Wednesday, July 05, 2006

At War with Ourselves

I read this a while ago but it seems somewhat relevant recently.

The Vietnam of Computer Science "Although it may seem trite to say it, Object/Relational Mapping is the Vietnam of Computer Science. It represents a quagmire which starts well, gets more complicated as time passes, and before long entraps its users in a commitment that has no clear demarcation point, no clear win conditions, and no clear exit strategy."

Solutions:
"Developers simply give up on objects entirely, and return to a programming model that doesn't create the object/relational impedance mismatch. While distasteful, in certain scenarios an object-oriented approach creates more overhead than it saves, and the ROI simply isn't there to justify the cost of creating a rich domain model. ([Fowler] talks about this to some depth.)"
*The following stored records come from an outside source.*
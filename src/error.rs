//! Exit codes and structured errors for the command line.

use serde::Serialize;

/// Process exit codes.
///
/// - 0: Duplicates found and handled
/// - 1: Unexpected failure
/// - 2: Nothing to do, no duplicates found
/// - 3: Finished, but some files were skipped or some actions failed
/// - 130: Interrupted by Ctrl+C
#[derive(Debug, Clone, Copy, PartialEq, Eq, Serialize)]
pub enum ExitCode {
    /// Duplicates were found and handled.
    Success = 0,
    /// An unexpected error occurred.
    GeneralError = 1,
    /// The run completed without finding duplicates.
    NoDuplicates = 2,
    /// The run completed with skipped files or failed actions.
    PartialSuccess = 3,
    /// The run was interrupted by the user.
    Interrupted = 130,
}

impl ExitCode {
    /// Get the numeric exit code.
    #[must_use]
    pub fn as_i32(self) -> i32 {
        self as i32
    }

    /// Get the machine-readable code prefix.
    #[must_use]
    pub fn code_prefix(self) -> &'static str {
        match self {
            Self::Success => "PD000",
            Self::GeneralError => "PD001",
            Self::NoDuplicates => "PD002",
            Self::PartialSuccess => "PD003",
            Self::Interrupted => "PD130",
        }
    }

    /// Pick the exit code for a finished run.
    ///
    /// `problems` counts files that were skipped during scanning plus
    /// actions that failed during resolution.
    #[must_use]
    pub fn for_outcome(duplicate_groups: usize, problems: usize) -> Self {
        if problems > 0 {
            Self::PartialSuccess
        } else if duplicate_groups == 0 {
            Self::NoDuplicates
        } else {
            Self::Success
        }
    }
}

impl From<ExitCode> for std::process::ExitCode {
    fn from(code: ExitCode) -> Self {
        std::process::ExitCode::from(code.as_i32() as u8)
    }
}

/// Structured error information for JSON output.
#[derive(Debug, Serialize)]
pub struct StructuredError {
    /// The error code (e.g., "PD001")
    pub code: String,
    /// The exit code number
    pub exit_code: i32,
    /// Human-readable error message
    pub message: String,
    /// Whether the operation was interrupted
    pub interrupted: bool,
}

impl StructuredError {
    /// Create a new structured error from an anyhow error and an exit code.
    #[must_use]
    pub fn new(err: &anyhow::Error, exit_code: ExitCode) -> Self {
        Self {
            code: exit_code.code_prefix().to_string(),
            exit_code: exit_code.as_i32(),
            message: format!("{err:#}"),
            interrupted: exit_code == ExitCode::Interrupted,
        }
    }
}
Fowler's piece I believe is, "GetterEradicator" which links to "Tell, Don't Ask", which makes an important point about Design by Contract, "According to Design by Contract, as long as your methods (queries and commands) can be freely intermixed, and there is no way to violate the class invariant by doing so, then you are ok. But while you are maintaining the class invariant, you may have also dramatically increased the coupling between the caller and the callee depending on how much state you have exposed."

"Developers simply give up on relational storage entirely, and use a storage model that fits the way their languages of choice look at the world."

"Developers simply accept that it's not such a hard problem to solve manually after all, and write straight relational-access code to return relations to the language, access the tuples, and populate objects as necessary."

"Developers simply accept that there is no way to efficiently and easily close the loop on the O/R mismatch, and use an O/R-M to solve 80% (or 50% or 95%, or whatever percentage seems appropriate)..."

"Developers simply accept that this is a problem that should be solved by the language, not by a library or framework...bring relational concepts (which, at heart, are set-based) into mainstream programming languages, making it easier to bridge the gap between "sets" and "objects". Work in this space has thus far been limited, constrained mostly to research projects and/or "fringe" languages, but several interesting efforts are gaining visibility within the community, such as functional/object hybrid languages like Scala or F#, as well as direct integration into traditional O-O languages, such as the LINQ project from Microsoft for C# and Visual Basic. One such effort that failed, unfortunately, was the SQL/J strategy; even there, the approach was limited, not seeking to incorporate sets into Java, but simply allow for embedded SQL calls to be preprocessed and translated into JDBC code by a translator."

"Developers simply accept that this problem is solvable, but only with a change of perspective. Instead of relying on language or library designers to solve this problem, developers take a different view of "objects" that is more relational in nature, building domain frameworks that are more directly built around relational constructs."